Eclectablog has printed the accounts of teachers who work for the EAA. All describe horrific conditions for teaching and learning. Neither students nor teachers are safe. The technology is ineffectual and experimental. The schools have no curriculum or discipline and poor leadership. They seem to be staffed mainly by inexperienced Teach for America recruits.

On February 13, the board of the EAA will meet to hear Covington explain and deny all that has been reported by Eclectablog.

Here is another disturbing account from a current teacher in one of the EAA schools. He or she is anonymous for obvious reasons.

One small part of that account:

Discipline and Safety at Henry Ford High School: It is a fact that the executive leadership of the EAA has dozens upon dozens of e-mails from Henry Ford staff outlining the serious problems at Ford. These include details of a complete lack of consistent discipline procedures since the beginning of last year, hallways jam-packed with up to a hundred kids in the middle of various afternoon class periods, and little to no consistent consequences for tardies, absences, etc. I can often look out into the hall during 5th, 6th, or 7th hour and see kids running everywhere however they please. There are no consistent procedures for clearing the hallways or disciplining truant / skipping students – sometimes a random hall sweep, sometimes suspensions, sometimes a brief trip to the office… But no student could tell you what the policy for being late or tardy is. It’s all random.

Discipline problems creep into the classrooms. I am cussed out by students literally every day. I don’t go to administrators much about it anymore because they never did anything about it when I did – the students would get a slap on the wrist and come back to class unpunished or, at the most, chewed out.

Last year, the smell of marijuana would regularly come into the classroom. Kids have openly smoke joints in the hallways. Prostitution, too, was a rampant issue in the school.

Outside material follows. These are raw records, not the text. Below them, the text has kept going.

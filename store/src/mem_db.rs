use std::{collections::HashMap, sync::Arc};

use chrono::Utc;
use tokio::sync::Mutex;
use tracing::debug;

use crate::{
    CrackRequest, RequestCounts, RequestStatus, StateStore, StoreError, StoreResult, TaskCounts,
    TaskProgress, TaskRecord, TaskState,
};

/// In-memory backend, used by tests and single-node local runs.
#[derive(Debug, Clone, Default)]
pub struct InMemoryStore {
    db: Arc<Mutex<InMemoryDb>>,
}

#[derive(Debug, Default)]
struct InMemoryDb {
    requests: HashMap<String, CrackRequest>,
    tasks: HashMap<String, TaskRecord>,
}

impl InMemoryDb {
    fn request_mut(&mut self, request_id: &str) -> StoreResult<&mut CrackRequest> {
        self.requests.get_mut(request_id).ok_or(StoreError::NoData)
    }

    fn task_mut(&mut self, task_id: &str) -> StoreResult<&mut TaskRecord> {
        self.tasks.get_mut(task_id).ok_or(StoreError::NoData)
    }
}

#[async_trait::async_trait]
impl StateStore for InMemoryStore {
    async fn insert_request(&self, request: &CrackRequest) -> StoreResult<()> {
        let mut db = self.db.lock().await;
        debug!(request_id = %request.request_id, "inserting request");
        db.requests
            .insert(request.request_id.clone(), request.clone());
        Ok(())
    }

    async fn insert_tasks(&self, tasks: &[TaskRecord]) -> StoreResult<()> {
        let mut db = self.db.lock().await;
        for task in tasks {
            db.tasks.insert(task.task_id.clone(), task.clone());
        }
        Ok(())
    }

    async fn get_request(&self, request_id: &str) -> StoreResult<Option<CrackRequest>> {
        let db = self.db.lock().await;
        Ok(db.requests.get(request_id).cloned())
    }

    async fn mark_task_queued(&self, task_id: &str) -> StoreResult<()> {
        let mut db = self.db.lock().await;
        let task = db.task_mut(task_id)?;
        task.status = TaskState::Queued;
        task.needs_retry = true;
        Ok(())
    }

    async fn complete_task(
        &self,
        task_id: &str,
        status: TaskState,
        results: &[String],
    ) -> StoreResult<()> {
        let mut db = self.db.lock().await;
        let task = db.task_mut(task_id)?;
        if task.status.is_terminal() {
            return Ok(());
        }
        task.status = status;
        task.completed_at = Some(Utc::now());
        if !results.is_empty() {
            task.results = results.to_vec();
        }
        Ok(())
    }

    async fn add_request_results(&self, request_id: &str, results: &[String]) -> StoreResult<()> {
        let mut db = self.db.lock().await;
        let request = db.request_mut(request_id)?;
        for result in results {
            if !request.results.contains(result) {
                request.results.push(result.clone());
            }
        }
        request.updated_at = Utc::now();
        Ok(())
    }

    async fn request_task_counts(&self, request_id: &str) -> StoreResult<TaskProgress> {
        let db = self.db.lock().await;
        let mut progress = TaskProgress::default();
        for task in db.tasks.values().filter(|t| t.request_id == request_id) {
            progress.total += 1;
            if task.status == TaskState::Done {
                progress.done += 1;
            }
            if task.status.is_terminal() {
                progress.terminal += 1;
            }
        }
        Ok(progress)
    }

    async fn mark_request_ready(&self, request_id: &str) -> StoreResult<bool> {
        let mut db = self.db.lock().await;
        let request = db.request_mut(request_id)?;
        if request.status != RequestStatus::InProgress {
            return Ok(false);
        }
        let now = Utc::now();
        request.status = RequestStatus::Ready;
        request.completed_at = Some(now);
        request.updated_at = now;
        Ok(true)
    }

    async fn mark_request_error(&self, request_id: &str) -> StoreResult<()> {
        let mut db = self.db.lock().await;
        let request = db.request_mut(request_id)?;
        if request.status == RequestStatus::InProgress {
            let now = Utc::now();
            request.status = RequestStatus::Error;
            request.completed_at = Some(now);
            request.updated_at = now;
        }
        Ok(())
    }

    async fn tasks_needing_retry(&self) -> StoreResult<Vec<TaskRecord>> {
        let db = self.db.lock().await;
        Ok(db
            .tasks
            .values()
            .filter(|t| t.needs_retry && t.status == TaskState::Queued)
            .cloned()
            .collect())
    }

    async fn clear_retry_flag(&self, task_id: &str) -> StoreResult<()> {
        let mut db = self.db.lock().await;
        db.task_mut(task_id)?.needs_retry = false;
        Ok(())
    }

    async fn request_counts(&self) -> StoreResult<RequestCounts> {
        let db = self.db.lock().await;
        let mut counts = RequestCounts::default();
        for request in db.requests.values() {
            counts.total += 1;
            match request.status {
                RequestStatus::InProgress => counts.in_progress += 1,
                RequestStatus::Ready => counts.completed += 1,
                RequestStatus::Error => counts.failed += 1,
            }
        }
        Ok(counts)
    }

    async fn task_counts(&self) -> StoreResult<TaskCounts> {
        let db = self.db.lock().await;
        let mut counts = TaskCounts::default();
        for task in db.tasks.values() {
            counts.total += 1;
            match task.status {
                TaskState::Pending => counts.pending += 1,
                TaskState::Queued => counts.queued += 1,
                TaskState::Done => counts.done += 1,
                TaskState::Error => counts.error += 1,
            }
        }
        Ok(counts)
    }

    async fn ping(&self) -> StoreResult<()> {
        Ok(())
    }
}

The EAA knows about all of this. It has repeatedly sent its executive leadership into our school in response to concerned e-mails from staff that date all the way back to September 2012.

The important point of this expose is that the EAA should not become part of the “reformer” narrative of “success” stories, which are all too common, where failed policies get dressed up in fancy clothes and sent out to the nation as models. Don’t believe the hype. The EAA is a model for failure.

Eclectablog reports that the children in the so-called (and misnamed) Education Achievement Authority were used as guinea pigs for experimental technology. 

Eclectablog writes:

“In the course of reporting on the tragic situation in Michigan’s Education Achievement Authority (read all of my posts HERE), one of the things that I have learned is that the computer platform that is used to administer the EEA’s “student centered learning” model — known as BUZZ — is hated nearly across the board by teachers and students alike.

Instead of being a model for implementing a computer-based teaching model, BUZZ crashed regularly, had major content deficiencies, and was so hard to use that its benefits were all but overwhelmed by its flaws.”

Teachers are cited who describe the failure of BUZZ, and Eclectablog concludes:

“… instead of investing the resources necessary to accomplish the goal of turning around our worst-performing schools as quickly as possible, the EAA operated on the cheap, using an untested, unproven, beta stage software platform with the teachers and students the beta testing guinea pigs.”

Why would the state of Michigan be so indifferent to the well-being of its neediest children? Why put commercial interests ahead of the children? Why are the children treated as rejects and discards by public officials? When will there be a lawsuit to stop this charade or a public investigation?

What an exhaustive investigation!

After Eclectablog published reports of abuse of students, poorly trained TFA teachers, bulging classes, and other problems in the state’s Educational Achievement Authority, the EAA investigated itself and declared that all was well. Well, that is reassuring!

The EAA was created by Governor Snyder to take over low performing schools and turn them around. From the initial report, it sounded like a stop in the school-to-prison pipeline.